• _Goal of the exercise_:
Scan the listing below for the word "username" and copy every line where it occurs.
+--
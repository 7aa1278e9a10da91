//! Provider configuration.
//!
//! [`ProviderConfig`] carries the connection settings handed to the external client
//! and the ambient scope defaults consulted when a resource leaves a scoping field
//! blank.
//!
//! `username`, `password`, `insecure`, `cabundlefile`, `request_timeout_secs` and
//! `max_retries` are forwarded to the client unread.

use crate::Error;
use secrecy::SecretString;
use serde::{Deserialize, Serialize};
use std::path::PathBuf;
use url::Url;
use validator::Validate;

/// ADOM used when `scopetype = inherit` and no ADOM is configured.
pub const DEFAULT_ADOM: &str = "root";

/// ADOM reported for `scopetype = global`.
pub const GLOBAL_ADOM: &str = "global";

/// How the ADOM for a call is chosen.
#[derive(Debug, Clone, Copy, Default, PartialEq, Eq, Serialize, Deserialize)]
#[serde(rename_all = "lowercase")]
pub enum ScopeType {
    /// Use the provider-level ADOM
    #[default]
    Inherit,
    /// Use the resource's own `adom` value
    Adom,
    /// Use the global ADOM
    Global,
}

/// Workspace locking mode of the FortiManager instance.
#[derive(Debug, Clone, Copy, Default, PartialEq, Eq, Serialize, Deserialize)]
#[serde(rename_all = "lowercase")]
pub enum WorkspaceMode {
    /// No locking
    #[default]
    Disable,
    /// Lock the ADOM around each change
    Normal,
    /// Workflow sessions
    Workflow,
}

impl WorkspaceMode {
    /// Whether calls must carry workspace parameters.
    #[must_use]
    pub const fn is_enabled(&self) -> bool {
        !matches!(self, Self::Disable)
    }
}

/// Configuration for a provider instance.
#[derive(Debug, Clone, Serialize, Deserialize, Validate)]
pub struct ProviderConfig {
    /// FortiManager host name or address
    #[validate(length(min = 1))]
    pub hostname: String,

    /// Login name
    #[serde(default, skip_serializing_if = "Option::is_none")]
    pub username: Option<String>,

    /// Login password
    #[serde(default, skip_serializing, deserialize_with = "deserialize_secret")]
    pub password: Option<SecretString>,

    /// Skip TLS certificate verification
    #[serde(default)]
    pub insecure: bool,

    /// Optional path to a CA bundle
    #[serde(default, skip_serializing_if = "Option::is_none")]
    pub cabundlefile: Option<PathBuf>,

    /// How the ADOM is chosen
    #[serde(default)]
    pub scopetype: ScopeType,

    /// Provider-level ADOM
    #[serde(default, skip_serializing_if = "Option::is_none")]
    pub adom: Option<String>,

    /// Workspace locking mode
    #[serde(default)]
    pub workspace_mode: WorkspaceMode,

    /// Default managed device name
    #[serde(default, skip_serializing_if = "Option::is_none")]
    pub device_name: Option<String>,

    /// Default VDOM
    #[serde(default, skip_serializing_if = "Option::is_none")]
    pub device_vdom: Option<String>,

    /// `key=value` entries consulted when a scoping field is blank during read
    #[serde(default)]
    pub import_options: Vec<String>,

    /// Refresh nested tables on read even when not configured locally
    #[serde(default)]
    pub import_tables: bool,

    /// Request timeout in seconds, forwarded to the client
    #[validate(range(min = 1, max = 300))]
    #[serde(default = "default_request_timeout_secs")]
    pub request_timeout_secs: u64,

    /// Maximum retry attempts, forwarded to the client
    #[validate(range(min = 0, max = 10))]
    #[serde(default = "default_max_retries")]
    pub max_retries: u32,
}

fn deserialize_secret<'de, D>(deserializer: D) -> Result<Option<SecretString>, D::Error>
where
    D: serde::Deserializer<'de>,
{
    let value = Option::<String>::deserialize(deserializer)?;
    Ok(value.map(SecretString::from))
}

const fn default_request_timeout_secs() -> u64 {
    30
}

const fn default_max_retries() -> u32 {
    3
}

impl ProviderConfig {
    /// Create a new provider configuration with required parameters.
    ///
    /// # Arguments
    ///
    /// * `hostname` - FortiManager host (e.g. "fmg.example.com")
    ///
    /// # Errors
    ///
    /// Returns an error if validation fails.
    pub fn new(hostname: impl Into<String>) -> Result<Self, Error> {
        let config = Self {
            hostname: hostname.into(),
            username: None,
            password: None,
            insecure: false,
            cabundlefile: None,
            scopetype: ScopeType::default(),
            adom: None,
            workspace_mode: WorkspaceMode::default(),
            device_name: None,
            device_vdom: None,
            import_options: Vec::new(),
            import_tables: false,
            request_timeout_secs: default_request_timeout_secs(),
            max_retries: default_max_retries(),
        };

        config.check()?;
        Ok(config)
    }

    /// Validate the configuration, mapping failures to [`Error::ConfigError`].
    ///
    /// # Errors
    ///
    /// Returns an error if any field is out of range.
    pub fn check(&self) -> Result<(), Error> {
        self.validate()
            .map_err(|e| Error::ConfigError(format!("Invalid configuration: {e}")))
    }

    /// Set login credentials.
    #[must_use]
    pub fn with_credentials(
        mut self,
        username: impl Into<String>,
        password: impl Into<String>,
    ) -> Self {
        self.username = Some(username.into());
        self.password = Some(SecretString::from(password.into()));
        self
    }

    /// Skip TLS certificate verification.
    #[must_use]
    pub const fn with_insecure(mut self, insecure: bool) -> Self {
        self.insecure = insecure;
        self
    }

    /// Set a custom CA bundle path.
    #[must_use]
    pub fn with_ca_bundle(mut self, path: PathBuf) -> Self {
        self.cabundlefile = Some(path);
        self
    }

    /// Set the scope type.
    #[must_use]
    pub const fn with_scopetype(mut self, scopetype: ScopeType) -> Self {
        self.scopetype = scopetype;
        self
    }

    /// Set the provider-level ADOM.
    #[must_use]
    pub fn with_adom(mut self, adom: impl Into<String>) -> Self {
        self.adom = Some(adom.into());
        self
    }

    /// Set the workspace mode.
    #[must_use]
    pub const fn with_workspace_mode(mut self, mode: WorkspaceMode) -> Self {
        self.workspace_mode = mode;
        self
    }

    /// Set the default device name.
    #[must_use]
    pub fn with_device_name(mut self, name: impl Into<String>) -> Self {
        self.device_name = Some(name.into());
        self
    }

    /// Set the default VDOM.
    #[must_use]
    pub fn with_device_vdom(mut self, vdom: impl Into<String>) -> Self {
        self.device_vdom = Some(vdom.into());
        self
    }

    /// Add a `key=value` import option.
    #[must_use]
    pub fn with_import_option(mut self, key: &str, value: &str) -> Self {
        self.import_options.push(format!("{key}={value}"));
        self
    }

    /// Refresh nested tables on every read.
    #[must_use]
    pub const fn with_import_tables(mut self, enabled: bool) -> Self {
        self.import_tables = enabled;
        self
    }

    /// Set request timeout in seconds.
    #[must_use]
    pub const fn with_timeout(mut self, seconds: u64) -> Self {
        self.request_timeout_secs = seconds;
        self
    }

    /// Set maximum retry attempts.
    #[must_use]
    pub const fn with_max_retries(mut self, retries: u32) -> Self {
        self.max_retries = retries;
        self
    }

    /// JSON-RPC endpoint of the configured host.
    ///
    /// # Errors
    ///
    /// Returns an error if the host cannot form a valid URL.
    pub fn base_url(&self) -> Result<Url, Error> {
        Url::parse(&format!("https://{}/jsonrpc", self.hostname))
            .map_err(|e| Error::ConfigError(format!("Invalid hostname: {e}")))
    }

    /// Look up an import option by key.
    ///
    /// Entries are `key=value`; surrounding whitespace is ignored and the first match
    /// wins.
    #[must_use]
    pub fn import_option(&self, key: &str) -> Option<&str> {
        self.import_options.iter().find_map(|entry| {
            let (k, v) = entry.split_once('=')?;
            (k.trim() == key).then_some(v.trim())
        })
    }

    /// ADOM the provider operates in when `scopetype = inherit`.
    #[must_use]
    pub fn inherited_adom(&self) -> &str {
        self.adom
            .as_deref()
            .filter(|adom| !adom.is_empty())
            .unwrap_or(DEFAULT_ADOM)
    }
}
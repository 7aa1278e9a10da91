//! Compatibility fallback for remote values that arrive in an unexpected shape.
//!
//! Different device firmware versions return some fields with a different shape than
//! the schema declares: single-element lists for scalars, integers for enum strings
//! and so on. When strict flattening fails the read path tries [`fortiapi_patch`]
//! before reporting a field error.

use fortimanager_core::WireValue;

use crate::data::LocalValue;
use crate::schema::FieldKind;

/// Coerce a mis-shaped scalar or set value into the declared kind.
///
/// Nested lists are never patched.
#[must_use]
pub fn fortiapi_patch(value: &WireValue, kind: &FieldKind) -> Option<LocalValue> {
    match (kind, value) {
        (FieldKind::String | FieldKind::Int, WireValue::List(items)) if items.len() == 1 => {
            strict_scalar(&items[0], kind).or_else(|| fortiapi_patch(&items[0], kind))
        }
        (FieldKind::String, WireValue::Int(v)) => Some(LocalValue::Str(v.to_string())),
        (FieldKind::String, WireValue::Bool(b)) => Some(LocalValue::from(enable_flag(*b))),
        (FieldKind::Int, WireValue::Str(s)) => s.trim().parse().ok().map(LocalValue::Int),
        (FieldKind::Int, WireValue::Bool(b)) => Some(LocalValue::Int(i64::from(*b))),
        (FieldKind::StringSet, WireValue::Str(s)) => Some(LocalValue::set([s.as_str()])),
        (FieldKind::StringSet, WireValue::List(items)) => items
            .iter()
            .map(|item| match item {
                WireValue::Str(s) => Some(s.clone()),
                WireValue::Int(v) => Some(v.to_string()),
                _ => None,
            })
            .collect::<Option<_>>()
            .map(LocalValue::Set),
        _ => None,
    }
}

/// Field path in the remote log format, e.g. `AntivirusQuarantine-DropBlocked`.
#[must_use]
pub fn patch_path(resource: &str, field_path: &str) -> String {
    let segments: Vec<String> = field_path
        .split('.')
        .filter(|segment| segment.parse::<usize>().is_err())
        .map(camel_case)
        .collect();
    format!("{resource}-{}", segments.join("-"))
}

fn strict_scalar(value: &WireValue, kind: &FieldKind) -> Option<LocalValue> {
    match (kind, value) {
        (FieldKind::String, WireValue::Str(s)) => Some(LocalValue::Str(s.clone())),
        (FieldKind::Int, WireValue::Int(v)) => Some(LocalValue::Int(*v)),
        _ => None,
    }
}

const fn enable_flag(value: bool) -> &'static str {
    if value {
        "enable"
    } else {
        "disable"
    }
}

fn camel_case(name: &str) -> String {
    name.split('_')
        .map(|word| {
            let mut chars = word.chars();
            chars.next().map_or_else(String::new, |first| {
                first.to_uppercase().chain(chars).collect()
            })
        })
        .collect()
}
+--
• _Reply to the exercise_:
//! `username`, `password`, `insecure`, `cabundlefile`, `request_timeout_secs` and
    pub username: Option<String>,
            username: None,
        username: impl Into<String>,
        self.username = Some(username.into());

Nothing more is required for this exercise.